Boyd couldn’t refrain from action any longer. Sucking in a breath, he lunged forward, springing at Hayden, tearing Cindy from his grip, and lodging an upper-cut punch into Hayden’s stomach. The psycho belched, shrinking to his haunches about to vomit, gagging against his own throat-bile. Boyd picked up the knife in that moment, and Cindy removed the Glock from her belt and trained it on the cannibal man.
“Keep it aimed on him,” Boyd snapped. “This bastard deserves a lesson, and I'm about to give it to him."
Boyd hoisted Hayden up by the collar and rammed him into the wall. His shoulder broke through the plaster, his head plowing all the way through. Hayden slumped down onto the ground, disoriented. A line of blood streamed f
rom his scalp and split his face. Hayden mewled, talking dreamily and hateful at once, “First, it was from my apartment you chased me out of, and then it was prison, and now you want to take away this restaurant. Where do I go next? I’d love to see what you come up with, Broman. What's your plan now? What are you going to do with me?"
“Enough,” Boyd grunted, swinging his fist into his nose straight-on and inspiring a cringe-inducing crack. “No more talking."
Blood funneled out both of his nostrils in a torrent. Hayden’s eyes were half-open and on the verge of unconsciousness.
“You’re coming with us, and no more resisting. I’m taking you back to where you came from, and I don’t care who is doing this shit, and why.
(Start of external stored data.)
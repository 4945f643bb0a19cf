use serde::{Deserialize, Serialize};
use thiserror::Error;

use crate::model::ids::QuestionId;

//
// ─── QUESTION TYPES ────────────────────────────────────────────────────────────
//

/// Unvalidated question input, as produced by import tooling.
///
/// Distractors may contain blank entries (import sources pad their rows);
/// validation drops them.
#[derive(Debug, Clone, PartialEq, Eq)]
pub struct QuestionDraft {
    pub prompt: String,
    pub answer: String,
    pub distractors: Vec<String>,
    pub chunk: u32,
}

impl QuestionDraft {
    /// Validate the draft and assign its identifier.
    ///
    /// # Errors
    ///
    /// Returns `QuestionError` if prompt or answer is empty after trimming.
    pub fn validate(self, id: QuestionId) -> Result<Question, QuestionError> {
        let prompt = self.prompt.trim().to_owned();
        if prompt.is_empty() {
            return Err(QuestionError::EmptyPrompt { id });
        }

        let answer = self.answer.trim().to_owned();
        if answer.is_empty() {
            return Err(QuestionError::EmptyAnswer { id });
        }

        let distractors = self
            .distractors
            .into_iter()
            .map(|d| d.trim().to_owned())
            .filter(|d| !d.is_empty())
            .collect();

        Ok(Question {
            id,
            prompt,
            answer,
            distractors,
            chunk: self.chunk,
        })
    }
}

/// A quiz question. Immutable once imported; never mutated by the engine.
#[derive(Debug, Clone, PartialEq, Eq, Serialize, Deserialize)]
pub struct Question {
    id: QuestionId,
    prompt: String,
    answer: String,
    distractors: Vec<String>,
    chunk: u32,
}

impl Question {
    /// Rebuild a question from already-persisted fields.
    ///
    /// # Errors
    ///
    /// Returns `QuestionError` if prompt or answer is empty.
    pub fn from_persisted(
        id: QuestionId,
        prompt: String,
        answer: String,
        distractors: Vec<String>,
        chunk: u32,
    ) -> Result<Self, QuestionError> {
        QuestionDraft {
            prompt,
            answer,
            distractors,
            chunk,
        }
        .validate(id)
    }

    #[must_use]
    pub fn id(&self) -> QuestionId {
        self.id
    }

    #[must_use]
    pub fn prompt(&self) -> &str {
        &self.prompt
    }

    #[must_use]
    pub fn answer(&self) -> &str {
        &self.answer
    }

    #[must_use]
    pub fn distractors(&self) -> &[String] {
        &self.distractors
    }

    /// Index of the chunk this question belongs to.
    #[must_use]
    pub fn chunk(&self) -> u32 {
        self.chunk
    }
}

//
// ─── VALIDATION ERRORS ─────────────────────────────────────────────────────────
//

#[derive(Debug, Error, Clone, PartialEq, Eq)]
pub enum QuestionError {
    #[error("question {id} has an empty prompt")]
    EmptyPrompt { id: QuestionId },

    #[error("question {id} has an empty answer")]
    EmptyAnswer { id: QuestionId },
}

//
// ─── TESTS ─────────────────────────────────────────────────────────────────────
//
You're our only way out of here.”
Hayden was trying to clean the blood from his face and only smearing it. “So they made a deal with you, whoever owns this place?—a trade? Me, for you.”
“I want you to take a walk out that door to the back of the kitchen,” Boyd commanded, ignoring his questions. “You will follow my directions. I'm taking you out of here."
“Whatever you say,” Hayden groveled, struggling to stand up. “You better keep your eye on me. The lady’s turning me on. Brandy didn’t particularly do much for me in the south department, especially after she died. It was like poking a warm sack when she was alive, and it was like poking wet concrete when she was dead—but you, lady, you’re untried meat.”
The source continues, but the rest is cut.